▸ **Material for this exercise**:

-*-*-

//! Multi-Tenancy for Armature
//!
//! Schema-per-tenant (PostgreSQL) and database-per-tenant (MySQL) lifecycle
//! management: onboarding a tenant creates its namespace and migrates its
//! private tables, offboarding drops the namespace, and tenant scoping
//! switches a connection between a tenant's namespace and the shared public
//! one.
//!
//! # Features
//!
//! - 🏷️ **Namespace Validation** - Tenant identifiers are checked before any DDL
//! - 🗂️ **Model Registry** - Shared vs. tenant tables, validated at registration
//! - 🔒 **Advisory Locks** - Same-tenant migrations serialize across processes
//! - 🔁 **Retry with Backoff** - Lock contention and transient failures retried
//! - 🚦 **Gated Migrations** - Auto-migrate only runs inside a migration session
//! - 🔀 **Tenant Scoping** - Switch and reliably reset a connection's namespace
//! - 🔌 **Pluggable Backends** - Register new engines by connection scheme
//!
//! # Quick Start
//!
//! ## 1. Implement the SQL collaborators
//!
//! ```rust,ignore
//! use armature_tenancy::*;
//!
//! // Forward statements to your driver
//! #[async_trait]
//! impl TenantConnection for MyConnection {
//!     async fn execute(&mut self, sql: &str) -> TenancyResult<u64> { /* ... */ }
//!     // ...
//! }
//!
//! // Create or alter tables; only reachable through a MigrationSession
//! #[async_trait]
//! impl SchemaMigrator for MyOrmMigrator {
//!     async fn migrate(
//!         &self,
//!         session: &MigrationSession,
//!         conn: &mut dyn TenantConnection,
//!         models: &[ModelRef],
//!     ) -> TenancyResult<()> {
//!         /* ... */
//!     }
//! }
//! ```
//!
//! ## 2. Register models and migrate
//!
//! ```rust,ignore
//! let db = TenantDb::open("postgres://app@localhost/app", Arc::new(MyOrmMigrator))?;
//!
//! db.register_models(vec![
//!     Arc::new(Tenant::default()) as ModelRef, // table "public.tenants"
//!     Arc::new(Book::default()) as ModelRef,   // table "books"
//! ])?;
//!
//! db.migrate_shared_models(&mut conn).await?;
//! db.migrate_tenant_models(&mut conn, "acme").await?;
//! ```
//!
//! ## 3. Scope queries to a tenant
//!
//! ```rust,ignore
//! let books = db
//!     .with_tenant(&mut conn, "acme", |conn| {
//!         Box::pin(async move { conn.query_value("SELECT COUNT(*) FROM books", &[]).await })
//!     })
//!     .await?;
//! ```
//!
//! ## 4. Offboard
//!
//! ```rust,ignore
//! db.offboard_tenant(&mut conn, "acme").await?;
//! ```
//!
//! # Environment Variables
//!
//! - `GMT_PUBLIC_SCHEMA_NAME` - Public namespace name (default `public`)
//! - `GMT_DEBUG=1` - Enable lifecycle logging
//!
//! # Cargo Features
//!
//! - `testing` - In-memory `MockServer` for tests without a database

pub mod backend;
pub mod config;
pub mod connection;
pub mod context;
pub mod db;
pub mod error;
pub mod lock;
pub mod logging;
pub mod migration;
pub mod model;
pub mod namespace;
pub mod retry;

#[cfg(any(test, feature = "testing"))]
pub mod testing;

pub use backend::{BackendOps, BackendRegistry, MySql, Postgres, default_registry};
pub use config::TenancyConfig;
pub use connection::{ConnFuture, SqlValue, TenantConnection};
pub use context::{TenantContext, TenantReset};
pub use db::TenantDb;
pub use error::{TenancyError, TenancyResult};
pub use lock::{AdvisoryLock, LockHandle, LockScope, MySqlNamedLock, PgAdvisoryXactLock};
pub use migration::{
    GatedMigrator, MigrationEngine, MigrationMode, MigrationReport, MigrationSession,
    MigrationState, SchemaMigrator,
};
pub use model::{
    ModelDescriptor, ModelError, ModelRef, ModelRegistry, TenantModel, TenantPkModel,
    TenantTabler,
};
pub use retry::RetryPolicy;

/// Prelude module for convenient imports
pub mod prelude {
    pub use crate::backend::BackendOps;
    pub use crate::connection::{ConnFuture, SqlValue, TenantConnection};
    pub use crate::context::TenantReset;
    pub use crate::db::TenantDb;
    pub use crate::error::{TenancyError, TenancyResult};
    pub use crate::migration::{MigrationSession, SchemaMigrator};
    pub use crate::model::{ModelDescriptor, ModelRef, TenantTabler};
    pub use crate::retry::RetryPolicy;
}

-*-*-

▸ **Task goal**:
Restate each line of the records above without any deviation.

▸ **Written answer**:
//! Multi-Tenancy for Armature
//!
//! Schema-per-tenant (PostgreSQL) and database-per-tenant (MySQL) lifecycle
//! management: onboarding a tenant creates its namespace and migrates its
//! private tables, offboarding drops the namespace, and tenant scoping
//! switches a connection between a tenant's namespace and the shared public
//! one.
//!
//! # Features
//!
//! - 🏷️ **Namespace Validation** - Tenant identifiers are checked before any DDL
//! - 🗂️ **Model Registry** - Shared vs. tenant tables, validated at registration
//! - 🔒 **Advisory Locks** - Same-tenant migrations serialize across processes
//! - 🔁 **Retry with Backoff** - Lock contention and transient failures retried
//! - 🚦 **Gated Migrations** - Auto-migrate only runs inside a migration session
//! - 🔀 **Tenant Scoping** - Switch and reliably reset a connection's namespace
//! - 🔌 **Pluggable Backends** - Register new engines by connection scheme
//!
//! # Quick Start
//!
//! ## 1. Implement the SQL collaborators
//!
//! ```rust,ignore
//! use armature_tenancy::*;
//!
//! // Forward statements to your driver
//! #[async_trait]
//! impl TenantConnection for MyConnection {
//!     async fn execute(&mut self, sql: &str) -> TenancyResult<u64> { /* ... */ }
//!     // ...
//! }
//!
//! // Create or alter tables; only reachable through a MigrationSession
//! #[async_trait]
//! impl SchemaMigrator for MyOrmMigrator {
//!     async fn migrate(
//!         &self,
//!         session: &MigrationSession,
//!         conn: &mut dyn TenantConnection,
//!         models: &[ModelRef],
//!     ) -> TenancyResult<()> {
//!         /* ... */
//!     }
//! }
//! ```
//!
//! ## 2. Register models and migrate
//!
//! ```rust,ignore
//! let db = TenantDb::open("postgres://app@localhost/app", Arc::new(MyOrmMigrator))?;
//!
//! db.register_models(vec![
//!     Arc::new(Tenant::default()) as ModelRef, // table "public.tenants"
//!     Arc::new(Book::default()) as ModelRef,   // table "books"
//! ])?;
//!
//! db.migrate_shared_models(&mut conn).await?;
//! db.migrate_tenant_models(&mut conn, "acme").await?;
//! ```
//!
//! ## 3. Scope queries to a tenant
//!
//! ```rust,ignore
//! let books = db
//!     .with_tenant(&mut conn, "acme", |conn| {
//!         Box::pin(async move { conn.query_value("SELECT COUNT(*) FROM books", &[]).await })
//!     })
//!     .await?;
//! ```
//!
//! ## 4. Offboard
//!
//! ```rust,ignore
//! db.offboard_tenant(&mut conn, "acme").await?;
//! ```
//!
//! # Environment Variables
//!
//! - `GMT_PUBLIC_SCHEMA_NAME` - Public namespace name (default `public`)
//! - `GMT_DEBUG=1` - Enable lifecycle logging
//!
//! # Cargo Features
//!
//! - `testing` - In-memory `MockServer` for tests without a database

pub mod backend;
pub mod config;
pub mod connection;
pub mod context;
pub mod db;
pub mod error;
pub mod lock;
pub mod logging;
pub mod migration;
pub mod model;
pub mod namespace;
pub mod retry;

#[cfg(any(test, feature = "testing"))]
pub mod testing;

pub use backend::{BackendOps, BackendRegistry, MySql, Postgres, default_registry};
pub use config::TenancyConfig;
pub use connection::{ConnFuture, SqlValue, TenantConnection};
pub use context::{TenantContext, TenantReset};
pub use db::TenantDb;
pub use error::{TenancyError, TenancyResult};
pub use lock::{AdvisoryLock, LockHandle, LockScope, MySqlNamedLock, PgAdvisoryXactLock};
pub use migration::{
    GatedMigrator, MigrationEngine, MigrationMode, MigrationReport, MigrationSession,
    MigrationState, SchemaMigrator,
};
pub use model::{
    ModelDescriptor, ModelError, ModelRef, ModelRegistry, TenantModel, TenantPkModel,
    TenantTabler,
};
pub use retry::RetryPolicy;

/// Prelude module for convenient imports
pub mod prelude {
    pub use crate::backend::BackendOps;
    pub use crate::connection::{ConnFuture, SqlValue, TenantConnection};
    pub use crate::context::TenantReset;
    pub use crate::db::TenantDb;
    pub use crate::error::{TenancyError, TenancyResult};
    pub use crate::migration::{MigrationSession, SchemaMigrator};
    pub use crate::model::{ModelDescriptor, ModelRef, TenantTabler};
    pub use crate::retry::RetryPolicy;
}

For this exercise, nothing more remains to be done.